A few months ago I had a few choice words for a "serious" fantasy author regarding his declaration that The Lord of the Rings is for children, and his implication that adults who enjoy it are mental children. I'm a realist. I've been writing fantasy for about fifteen years. I've published four heroic fantasy novels. Truth is, heroic fantasy and sword and sorcery aren't "serious" literature because they aren't meant to be "serious" literature. They are what they are, and what they are are fantastic stories.
Fantasy, especially heroic fantasy, is humanity's oldest form of fiction, and many of the greatest works of fiction ever written, from The Odyssey to the Epic of Gilgamesh, Beowulf to Outlaws of the Marsh (and yes, The Lord of the Rings) fall squarely into the heroic/epic fantasy pigeon hole, much to the dismay and consternation of "serious" authors everywhere. The focus of these stories is Story, because our roots lie in storytelling round the fire, telling tales of heroes and gods, not deep psychological profiles about a person's inner struggle to overcome a tragic childhood. Conan had a tragic childhood - he overcame it by smashing heads with his ham-sized fist.

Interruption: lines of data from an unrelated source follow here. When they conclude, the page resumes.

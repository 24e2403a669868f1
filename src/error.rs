use thiserror::Error;

/// Errors returned by Hyperbee vector store operations.
#[derive(Error, Debug)]
pub enum HyperbeeError {
    /// Hyperbee returned a non-success HTTP status.
    #[error("Hyperbee returned HTTP {status}: {body}")]
    Http { status: u16, body: String },

    /// Network-level request failure with context.
    #[error("{context}: {source}")]
    Network {
        context: String,
        source: reqwest::Error,
    },

    /// The response from Hyperbee was missing expected fields.
    #[error("{0}")]
    InvalidResponse(String),

    /// The server reported a batch status this crate does not recognize.
    /// Raised instead of treating the batch as settled or polling forever.
    #[error("unexpected batch status {0:?} reported by server")]
    UnexpectedStatus(String),

    /// No file payloads were supplied to upload.
    #[error("no files provided to upload; use create_batch_and_poll() if the files are already uploaded")]
    NoFiles,

    /// One or more concurrent uploads failed. Reported only after every
    /// upload worker has finished; no partial ID list is returned.
    #[error("{failed} of {total} file uploads failed: {detail}")]
    UploadsFailed {
        failed: usize,
        total: usize,
        detail: String,
    },

    /// Local file I/O failure while preparing an upload.
    #[error("I/O error: {0}")]
    Io(#[from] std::io::Error),

    /// JSON serialization/deserialization error.
    #[error("JSON error: {0}")]
    Json(#[from] serde_json::Error),
}

/// Convenience alias.
pub type Result<T> = std::result::Result<T, HyperbeeError>;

These days Story just isn't very popular among MFA graduates at the pretigious writing academies, nor with those authors who aspire to be recognized by them and obtain visiting author positions. But blaming sword and sorcery for not being French neoreductionism is like blaming the beermaker for not making wine. I have nothing against realist literature. I enjoy reading Faulkner - how many MFAs can say they ever read Absalom! Absalom! unless somebody forced them to, for a grade? Neither is there anything wrong with Harry Potter. But Harry Potter isn't Quentin Compson, nor was he ever meant to be Quentin Compson, nor did Ms. Rowling ever pretend that Harry should be taken as Quentin's literary equal. Quentin killed himself. Harry killed Voldemort. C'est la vie.
Heroic fantasy and sword and sorcery are what they are. The only question that can be asked of any story is - does it succeed at what it set out to become? Does it fulfill its own promise? You don't ask beer to be wine, nor judge the quality of beer based on the requirements of wine. Nor do you whine when your Corona doesn't taste like Corsendonk. To do so would be extremely silly. Yet this is done to literature every day by some very silly people.

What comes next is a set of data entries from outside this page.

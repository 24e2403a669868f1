use std::time::Duration;

use reqwest::header::HeaderMap;
use reqwest::{Client, Method, RequestBuilder};
use serde::de::DeserializeOwned;

use crate::error::{HyperbeeError, Result};
use crate::types::*;
use crate::upload::FileUpload;

const DEFAULT_BASE_URL: &str = "https://api.hyperbee.com/v1";

/// Vector store endpoints are gated behind the assistants beta.
const BETA_HEADER: &str = "hyperbee-Beta";
const BETA_VERSION: &str = "assistants=v2";

fn normalize(base_url: String) -> String {
    base_url.trim_end_matches('/').to_string()
}

/// Async client for the Hyperbee vector store file batch API.
///
/// Provides the REST operations for file batches (create, retrieve, cancel,
/// list files) and the file upload endpoint they feed on. The polling and
/// concurrent-upload helpers live in [`crate::poll`] and [`crate::upload`].
///
/// # Example
/// ```no_run
/// use hyperbee_rs::{CreateFileBatchParams, HyperbeeClient};
///
/// # async fn example() -> hyperbee_rs::Result<()> {
/// let client = HyperbeeClient::new("hb-api-key");
/// let params = CreateFileBatchParams::new(vec!["file-1".into(), "file-2".into()]);
/// let batch = client.create_batch("vs_abc123", &params).await?;
/// # Ok(())
/// # }
/// ```
#[derive(Debug, Clone)]
pub struct HyperbeeClient {
    http: Client,
    base_url: String,
    api_key: String,
}

impl HyperbeeClient {
    /// Create a new client using the default API endpoint.
    pub fn new(api_key: impl Into<String>) -> Self {
        Self {
            http: Client::new(),
            base_url: DEFAULT_BASE_URL.to_string(),
            api_key: api_key.into(),
        }
    }

    /// Point the client at a different endpoint (staging, proxy, mock).
    pub fn with_base_url(mut self, base_url: impl Into<String>) -> Self {
        self.base_url = normalize(base_url.into());
        self
    }

    /// Use a custom `reqwest::Client` (for connection pooling, timeouts, TLS).
    pub fn with_http_client(mut self, client: Client) -> Self {
        self.http = client;
        self
    }

    /// Returns the configured endpoint URL.
    pub fn base_url(&self) -> &str {
        &self.base_url
    }

    pub(crate) fn request(&self, method: Method, path: &str) -> RequestBuilder {
        self.http
            .request(method, format!("{}{}", self.base_url, path))
            .bearer_auth(&self.api_key)
            .header(BETA_HEADER, BETA_VERSION)
            .timeout(Duration::from_secs(30))
    }

    pub(crate) async fn send_json<T: DeserializeOwned>(
        &self,
        request: RequestBuilder,
        context: &str,
    ) -> Result<T> {
        let (value, _) = self.send_json_with_headers(request, context).await?;
        Ok(value)
    }

    /// Send a request and return the parsed body together with the response
    /// headers, for callers that read server hints.
    pub(crate) async fn send_json_with_headers<T: DeserializeOwned>(
        &self,
        request: RequestBuilder,
        context: &str,
    ) -> Result<(T, HeaderMap)> {
        let resp = request.send().await.map_err(|e| HyperbeeError::Network {
            context: format!("Failed to {} at {}", context, self.base_url),
            source: e,
        })?;

        if !resp.status().is_success() {
            let status = resp.status().as_u16();
            let body = resp.text().await.unwrap_or_default();
            return Err(HyperbeeError::Http { status, body });
        }

        let headers = resp.headers().clone();
        let value = resp.json().await.map_err(|e| HyperbeeError::Network {
            context: format!("Failed to parse {} response", context),
            source: e,
        })?;
        Ok((value, headers))
    }

    // ── File batches ────────────────────────────────────────────────

    /// Create a vector store file batch from already-uploaded file IDs.
    pub async fn create_batch(
        &self,
        vector_store_id: &str,
        params: &CreateFileBatchParams,
    ) -> Result<VectorStoreFileBatch> {
        let path = format!("/vector_stores/{}/file_batches", vector_store_id);
        self.send_json(self.request(Method::POST, &path).json(params), "create file batch")
            .await
    }

    /// Fetch the current snapshot of a file batch.
    pub async fn retrieve_batch(
        &self,
        vector_store_id: &str,
        batch_id: &str,
    ) -> Result<VectorStoreFileBatch> {
        let path = format!("/vector_stores/{}/file_batches/{}", vector_store_id, batch_id);
        self.send_json(self.request(Method::GET, &path), "retrieve file batch")
            .await
    }

    /// Ask the server to cancel a batch as soon as possible. Returns the
    /// batch snapshot taken after the cancellation request.
    pub async fn cancel_batch(
        &self,
        vector_store_id: &str,
        batch_id: &str,
    ) -> Result<VectorStoreFileBatch> {
        let path = format!(
            "/vector_stores/{}/file_batches/{}/cancel",
            vector_store_id, batch_id
        );
        self.send_json(self.request(Method::POST, &path), "cancel file batch")
            .await
    }

    /// List the files in a batch, one cursor page at a time.
    ///
    /// Use [`CursorPage::next_cursor`] with
    /// [`ListBatchFilesParams::with_after`] to walk the full listing.
    pub async fn list_batch_files(
        &self,
        vector_store_id: &str,
        batch_id: &str,
        params: &ListBatchFilesParams,
    ) -> Result<CursorPage<VectorStoreFile>> {
        let path = format!(
            "/vector_stores/{}/file_batches/{}/files",
            vector_store_id, batch_id
        );
        self.send_json(
            self.request(Method::GET, &path).query(params),
            "list batch files",
        )
        .await
    }

    // ── Files ───────────────────────────────────────────────────────

    /// Upload a single file payload. Files destined for a batch use the
    /// `assistants` purpose.
    pub async fn upload_file(&self, file: &FileUpload, purpose: &str) -> Result<FileObject> {
        let part = reqwest::multipart::Part::bytes(file.bytes.clone())
            .file_name(file.filename.clone());
        let form = reqwest::multipart::Form::new()
            .part("file", part)
            .text("purpose", purpose.to_string());

        let request = self
            .http
            .post(format!("{}/files", self.base_url))
            .bearer_auth(&self.api_key)
            .timeout(Duration::from_secs(120))
            .multipart(form);
        self.send_json(request, "upload file").await
    }
}

#[cfg(test)]
mod tests {
    use super::*;

    #[test]
    fn test_normalize_base_url() {
        assert_eq!(
            normalize("https://api.hyperbee.com/v1/".into()),
            "https://api.hyperbee.com/v1"
        );
        assert_eq!(
            normalize("https://api.hyperbee.com/v1".into()),
            "https://api.hyperbee.com/v1"
        );
        assert_eq!(normalize("http://localhost:8080///".into()), "http://localhost:8080");
    }

    #[test]
    fn test_client_builder() {
        let client = HyperbeeClient::new("key").with_base_url("http://localhost:9090/");
        assert_eq!(client.base_url(), "http://localhost:9090");
    }

    #[test]
    fn test_default_base_url() {
        let client = HyperbeeClient::new("key");
        assert_eq!(client.base_url(), "https://api.hyperbee.com/v1");
    }

    #[test]
    fn test_parse_file_object() {
        let file: FileObject = serde_json::from_str(
            r#"{
            "id": "file-abc123",
            "created_at": 1699061776,
            "filename": "report.pdf",
            "purpose": "assistants",
            "bytes": 120000
        }"#,
        )
        .unwrap();
        assert_eq!(file.id, "file-abc123");
        assert_eq!(file.purpose, "assistants");
        assert_eq!(file.bytes, Some(120000));
    }
}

The judging criteria for The Hammy is simple. First, does the story succeed within its genre? Second, is it the best story of those nominated?

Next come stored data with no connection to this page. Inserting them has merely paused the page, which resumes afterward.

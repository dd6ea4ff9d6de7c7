//! Repository traits (ports) - define the interface for data access
//!
//! The domain layer defines what it needs, and the infrastructure layer
//! provides the implementation. Every method that writes more than one row
//! commits all of it or none of it.

use async_trait::async_trait;

use crate::contest::{PostTally, PurgeReport, RoundSettlement};
use crate::entities::{Comment, Follow, Like, Notification, Post, User, WallOfFameEntry};
use crate::error::DomainError;
use crate::value_objects::Snowflake;

/// Result type for repository operations
pub type RepoResult<T> = Result<T, DomainError>;

// ============================================================================
// User Repository
// ============================================================================

#[async_trait]
pub trait UserRepository: Send + Sync {
    /// Find user by ID
    async fn find_by_id(&self, id: Snowflake) -> RepoResult<Option<User>>;

    /// Find user by `<app-domain>|<external-id>`
    async fn find_by_token(&self, token_identifier: &str) -> RepoResult<Option<User>>;

    /// Fetch several users at once; unknown ids are skipped
    async fn find_many(&self, ids: &[Snowflake]) -> RepoResult<Vec<User>>;

    /// All users ordered by name
    async fn list(&self) -> RepoResult<Vec<User>>;

    /// Insert, or refresh the profile of the user holding the same token identifier.
    /// Returns the stored row.
    async fn upsert(&self, user: &User) -> RepoResult<User>;

    /// Overwrite name, email and avatar
    async fn update_profile(&self, user: &User) -> RepoResult<()>;

    /// Flip the online flag; `IdentityNotFound` when no user holds the token
    async fn set_online(&self, token_identifier: &str, online: bool) -> RepoResult<()>;
}

// ============================================================================
// Post Repository
// ============================================================================

#[async_trait]
pub trait PostRepository: Send + Sync {
    /// Find post by ID
    async fn find_by_id(&self, id: Snowflake) -> RepoResult<Option<Post>>;

    /// Every post, newest first
    async fn list_all(&self) -> RepoResult<Vec<Post>>;

    /// Posts of one creator, newest first
    async fn find_by_creator(&self, creator_id: Snowflake) -> RepoResult<Vec<Post>>;

    /// Create a new post
    async fn create(&self, post: &Post) -> RepoResult<()>;

    /// Remove a post with its likes and comments. Deleting a missing post is a no-op.
    async fn delete_cascade(&self, id: Snowflake) -> RepoResult<()>;
}

// ============================================================================
// Like Repository
// ============================================================================

#[async_trait]
pub trait LikeRepository: Send + Sync {
    async fn find(&self, post_id: Snowflake, user_id: Snowflake) -> RepoResult<Option<Like>>;

    async fn count_by_post(&self, post_id: Snowflake) -> RepoResult<i64>;

    /// Insert a like and its notification together.
    /// A duplicate `(post_id, user_id)` fails with `LikeConflict`.
    async fn create_with_notification(
        &self,
        like: &Like,
        notification: Option<&Notification>,
    ) -> RepoResult<()>;

    /// Remove a like and at most one matching like notification for `recipient`.
    /// Returns whether a like was removed.
    async fn delete_with_notification(
        &self,
        post_id: Snowflake,
        user_id: Snowflake,
        recipient: Snowflake,
    ) -> RepoResult<bool>;
}

// ============================================================================
// Comment Repository
// ============================================================================

#[async_trait]
pub trait CommentRepository: Send + Sync {
    async fn find_by_id(&self, id: Snowflake) -> RepoResult<Option<Comment>>;

    /// Comments of a post, oldest first
    async fn find_by_post(&self, post_id: Snowflake) -> RepoResult<Vec<Comment>>;

    async fn create_with_notification(
        &self,
        comment: &Comment,
        notification: Option<&Notification>,
    ) -> RepoResult<()>;

    async fn delete(&self, id: Snowflake) -> RepoResult<()>;
}

// ============================================================================
// Follow Repository
// ============================================================================

#[async_trait]
pub trait FollowRepository: Send + Sync {
    async fn find(&self, follower_id: Snowflake, followed_id: Snowflake) -> RepoResult<Option<Follow>>;

    /// Ids of users following `user_id`
    async fn follower_ids(&self, user_id: Snowflake) -> RepoResult<Vec<Snowflake>>;

    /// Ids of users `user_id` follows
    async fn following_ids(&self, user_id: Snowflake) -> RepoResult<Vec<Snowflake>>;

    /// A duplicate edge fails with `AlreadyFollowing`
    async fn create_with_notification(
        &self,
        follow: &Follow,
        notification: &Notification,
    ) -> RepoResult<()>;

    /// A missing edge fails with `NotFollowing` and leaves no notification behind
    async fn delete_with_notification(
        &self,
        follower_id: Snowflake,
        followed_id: Snowflake,
        notification: &Notification,
    ) -> RepoResult<()>;
}

// ============================================================================
// Notification Repository
// ============================================================================

#[async_trait]
pub trait NotificationRepository: Send + Sync {
    async fn find_by_id(&self, id: Snowflake) -> RepoResult<Option<Notification>>;

    /// Notifications addressed to a user, newest first
    async fn find_by_user(&self, user_id: Snowflake) -> RepoResult<Vec<Notification>>;

    async fn mark_read(&self, id: Snowflake) -> RepoResult<()>;

    /// Returns how many notifications flipped to read
    async fn mark_all_read(&self, user_id: Snowflake) -> RepoResult<u64>;
}

// ============================================================================
// Wall of Fame Repository
// ============================================================================

#[async_trait]
pub trait WallOfFameRepository: Send + Sync {
    /// Most recently archived entry
    async fn latest(&self) -> RepoResult<Option<WallOfFameEntry>>;
}

// ============================================================================
// Contest Repository
// ============================================================================

#[async_trait]
pub trait ContestRepository: Send + Sync {
    /// Every post with its like count, in creation order
    async fn tally(&self) -> RepoResult<Vec<PostTally>>;

    /// Commit a round atomically: clear notifications and the archive, store the
    /// new entry and announcement, then purge every like, comment and post.
    ///
    /// Fails with `PostNotFound` if the winning post vanished since the tally.
    async fn settle(&self, settlement: &RoundSettlement) -> RepoResult<PurgeReport>;
}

So what is the best? It's entirely subjective, as you should know all too well. There are many excellent definitions of the genres, but I personally believe a sword and sorcery or heroic fantasy story should have those things which Yoda tells us a Jedi should crave not : adventure and excitement - two defining characteristics that set these genres apart from other types of fantasy. An editor once told me a good heroic fiction tale should contain the three M's - Magic, Monsters and Mayhem. It should also contain memorable characters, though not necessarily profound ones. Is that so wrong? But more than anything, a good story, no matter what genre, should produce a true emotional response in the reader. It could be Wow!, it could be Hell yeah!, or it could be I need a tissue!, just so long as it isn't That was stupid! As Bruce Lee said, "Emotion! Not anger. Now try again."
If a story succeeds, I see no reason to defend it for achieving its first, best destiny.